Calomel—This is a chemical cathartic. It acts through the blood. When it is absorbed by the blood its chemical ingredients act on certain nerves as irritants. These nerves excite the liver and bowel to action and an evacuation is the result.

Citrate of Magnesia.—This is a saline laxative. It acts by drawing out of the bowel wall enough liquid from the blood to sweep the contents out. It may be likened to the street cleaner who flushes and cleans the street by means of a hose pipe attached to the water hydrant.

Under what condition should a mother use these remedies? Castor oil is ordinarily the best cathartic in childhood; it is not, however, always the best. Most ailments of children are of gastro-intestinal origin—they have either overeaten or they have eaten the wrong kind of food. The stomach and bowel are overloaded: they must be cleaned out. We want a mechanical cathartic, one that will push everything ahead of it, so we use castor oil. When a child needs a cleaning out, use castor oil. By a "cleaning out" we mean, when we know he has eaten too much of a questionable variety of food, as pastries, cakes, fruit, ice cream, etc., as children do at parties; or when he has eaten unripe fruit, as green apples, etc.; or when for some reason he is constipated and complains of not feeling well, use castor oil.

If you decide to use castor oil, use enough. A large dose will act promptly and with less pain and with more certain results than a small dose.

It is always safe and it is always best to decide upon castor oil as the proper remedy, if the child has no fever. If he has a fever he will most likely vomit castor oil when another kind of cathartic would stay on the stomach.

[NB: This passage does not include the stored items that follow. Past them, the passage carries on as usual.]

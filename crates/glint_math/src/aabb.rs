use crate::{Interval, Vec3};

/// Axis-aligned bounding box, one [`Interval`] per axis.
#[derive(Debug, Copy, Clone, PartialEq)]
pub struct Aabb {
    pub x: Interval,
    pub y: Interval,
    pub z: Interval,
}

impl Aabb {
    pub fn new(x: Interval, y: Interval, z: Interval) -> Self {
        Self { x, y, z }
    }

    /// Box spanned by two opposite corners, in any order.
    pub fn from_points(a: Vec3, b: Vec3) -> Self {
        let lo = a.min(b);
        let hi = a.max(b);
        Self::new(
            Interval::new(lo.x, hi.x),
            Interval::new(lo.y, hi.y),
            Interval::new(lo.z, hi.z),
        )
    }

    /// Cube-shaped box from its center and edge length.
    pub fn from_center_size(center: Vec3, size: f32) -> Self {
        let half = Vec3::splat(size.abs() / 2.0);
        Self::from_points(center - half, center + half)
    }

    /// Grow every axis by `margin` on both sides.
    pub fn padded(&self, margin: f32) -> Aabb {
        Aabb::new(
            self.x.expand(2.0 * margin),
            self.y.expand(2.0 * margin),
            self.z.expand(2.0 * margin),
        )
    }

    /// Inside or on the boundary, on all three axes.
    pub fn contains_point(&self, p: Vec3) -> bool {
        self.x.contains(p.x) && self.y.contains(p.y) && self.z.contains(p.z)
    }
}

Castor oil works more effectively, more thoroughly, and is less likely to be vomited if given on an empty stomach, so we give it two hours after eating and we give no food for two hours after it is taken.

Castor oil is distinctly of advantage in many chronic diseases of the intestines because of its healing properties. In chronic colitis, for example, when the child is suffering with malnutrition, irregular bowel action with an odor, and mucous or bloody stools, a combination of castor oil and salol, in emulsion, in small doses,—to which a small quantity of opium may be added or withheld according to the frequency of the movements,—with an occasional colon irrigation, is sometimes invaluable.

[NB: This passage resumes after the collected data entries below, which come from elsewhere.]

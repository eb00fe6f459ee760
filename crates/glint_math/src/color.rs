//! RGB color on the 0-255 scale.
//!
//! Channels are stored as `f32`. Arithmetic clamps every channel back into
//! `[0, 255]` as soon as it is performed, so shading contributions saturate
//! instead of accumulating past white. Conversion to bytes truncates.

use std::ops::{Add, Mul};

use crate::Interval;

/// Valid channel range.
const CHANNEL: Interval = Interval {
    min: 0.0,
    max: 255.0,
};

/// An RGB color with channels on the 0-255 scale.
#[derive(Debug, Clone, Copy, PartialEq, Default)]
pub struct Color {
    pub r: f32,
    pub g: f32,
    pub b: f32,
}

impl Color {
    pub const BLACK: Color = Color::new(0.0, 0.0, 0.0);
    pub const WHITE: Color = Color::new(255.0, 255.0, 255.0);

    /// Create a color. Channels are stored as given; clamping happens on
    /// arithmetic and byte conversion.
    pub const fn new(r: f32, g: f32, b: f32) -> Self {
        Self { r, g, b }
    }

    /// Create a color from 8-bit channels.
    pub fn from_rgb8(r: u8, g: u8, b: u8) -> Self {
        Self::new(r as f32, g as f32, b as f32)
    }

    /// Clamp every channel into `[0, 255]`.
    #[inline]
    pub fn clamped(self) -> Self {
        Self::new(
            CHANNEL.clamp(self.r),
            CHANNEL.clamp(self.g),
            CHANNEL.clamp(self.b),
        )
    }

    /// Convert to 8-bit `[r, g, b]`, clamping then truncating each channel.
    pub fn to_rgb8(self) -> [u8; 3] {
        let c = self.clamped();
        [c.r as u8, c.g as u8, c.b as u8]
    }
}

impl Add for Color {
    type Output = Color;

    fn add(self, other: Color) -> Color {
        Color::new(self.r + other.r, self.g + other.g, self.b + other.b).clamped()
    }
}

impl Mul<f32> for Color {
    type Output = Color;

    fn mul(self, k: f32) -> Color {
        Color::new(self.r * k, self.g * k, self.b * k).clamped()
    }
}

impl From<[u8; 3]> for Color {
    fn from([r, g, b]: [u8; 3]) -> Self {
        Color::from_rgb8(r, g, b)
    }
}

Mothers must remember that castor oil is not good in the treatment of constipation, because its after effect is to constipate, consequently we would not use it "to keep the bowels open,"—it is only of use to clean the bowel out thoroughly when that is indicated.

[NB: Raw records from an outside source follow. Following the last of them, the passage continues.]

//! 24-bit uncompressed bitmap reading and writing.
//!
//! Files are standard BMPs: a 14-byte file header, a 40-byte info header and
//! bottom-up rows of blue-green-red pixels, each row padded to a multiple of
//! four bytes. In memory, pixels are kept top-down and row-major.

use std::fs::File;
use std::io::{BufRead, BufReader, BufWriter, Seek, Write};
use std::path::Path;

use glint_math::Color;
use image::codecs::bmp::BmpEncoder;
use image::{ColorType, ImageFormat};
use thiserror::Error;

/// Errors that can occur while reading or writing a bitmap.
#[derive(Error, Debug)]
pub enum BitmapError {
    #[error("IO error: {0}")]
    Io(#[from] std::io::Error),

    #[error("Image coding error: {0}")]
    Image(#[from] image::ImageError),

    #[error("Bitmap has zero size ({width}x{height})")]
    ZeroSize { width: u32, height: u32 },

    #[error("Pixel buffer holds {actual} pixels, expected {expected}")]
    BufferSize { expected: usize, actual: usize },
}

pub type BitmapResult<T> = Result<T, BitmapError>;

/// A decoded bitmap.
#[derive(Clone, Debug, PartialEq)]
pub struct Bitmap {
    pub width: u32,
    pub height: u32,
    /// Row-major, row 0 at the top of the image.
    pub pixels: Vec<Color>,
}

impl Bitmap {
    /// Get the pixel at (x, y), with y = 0 the top row.
    pub fn get(&self, x: u32, y: u32) -> Color {
        self.pixels[pixel_index(self.width, x, y)]
    }
}

/// Row-major index of (x, y), computed in `usize` so large images do not
/// wrap around.
#[inline]
pub(crate) fn pixel_index(width: u32, x: u32, y: u32) -> usize {
    y as usize * width as usize + x as usize
}

/// Reject zero sizes and pixel buffers that do not fill `width * height`.
pub(crate) fn check_dimensions(width: u32, height: u32, pixels: usize) -> BitmapResult<()> {
    if width == 0 || height == 0 {
        return Err(BitmapError::ZeroSize { width, height });
    }
    let expected = width as usize * height as usize;
    if pixels != expected {
        return Err(BitmapError::BufferSize {
            expected,
            actual: pixels,
        });
    }
    Ok(())
}

/// Encode top-down `pixels` as a 24-bit bitmap into `writer`.
///
/// Channels are clamped to [0, 255] and truncated on the way out.
pub fn encode_bitmap<W: Write>(
    writer: &mut W,
    width: u32,
    height: u32,
    pixels: &[Color],
) -> BitmapResult<()> {
    check_dimensions(width, height, pixels.len())?;

    let bytes: Vec<u8> = pixels.iter().flat_map(|c| c.to_rgb8()).collect();
    BmpEncoder::new(writer).encode(&bytes, width, height, ColorType::Rgb8)?;
    Ok(())
}

/// Write top-down `pixels` to a bitmap file at `path`.
pub fn write_bitmap(
    path: impl AsRef<Path>,
    width: u32,
    height: u32,
    pixels: &[Color],
) -> BitmapResult<()> {
    let path = path.as_ref();
    let mut writer = BufWriter::new(File::create(path)?);
    encode_bitmap(&mut writer, width, height, pixels)?;
    writer.flush()?;

    log::debug!("Wrote bitmap: {} ({}x{})", path.display(), width, height);
    Ok(())
}

/// Decode a bitmap from `reader`.
pub fn decode_bitmap<R: BufRead + Seek>(reader: R) -> BitmapResult<Bitmap> {
    let image = image::load(reader, ImageFormat::Bmp)?.to_rgb8();
    let (width, height) = image.dimensions();

    let pixels: Vec<Color> = image.pixels().map(|p| Color::from(p.0)).collect();
    check_dimensions(width, height, pixels.len())?;

    Ok(Bitmap {
        width,
        height,
        pixels,
    })
}

/// Read a bitmap file from `path`.
pub fn read_bitmap(path: impl AsRef<Path>) -> BitmapResult<Bitmap> {
    let path = path.as_ref();
    let bitmap = decode_bitmap(BufReader::new(File::open(path)?))?;

    log::debug!(
        "Loaded bitmap: {} ({}x{})",
        path.display(),
        bitmap.width,
        bitmap.height
    );
    Ok(bitmap)
}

How to Give a Dose of Castor Oil—The best way to give a child castor oil is as follows: Place the bottle containing the oil on its side on a piece of ice in the ice box; chill it thoroughly. Take a tablespoon and smear it with butter; pour the ice cold oil into the spoon; it will stick together like a piece of chewing gum and it will slide out of the buttered spoon in one lump. In this way it will not spread over the mouth and teeth and throat, leaving a bad taste, but will go straight and surely into the stomach. The child cannot swallow some and retain enough in the mouth to sputter it all over itself and only get half a dose; it will not nauseate it, because it practically is tasteless if given cold, and the stomach will tolerate the cold oil much better than when given in the ordinary way.

A baby can be given oil in the same way, but in smaller doses. When the teaspoon is put into the mouth of a baby it should be immediately turned on its side so that it will keep the mouth open. If the nose is held closed and the mouth wide open for a few seconds the baby cannot spit the oil out—it must swallow, and if the oil sticks together as cold oil will, it gets the whole dose. It usually takes two persons to give a baby a dose of oil—one to open the mouth and give the medicine, the other to hold the nose and arms.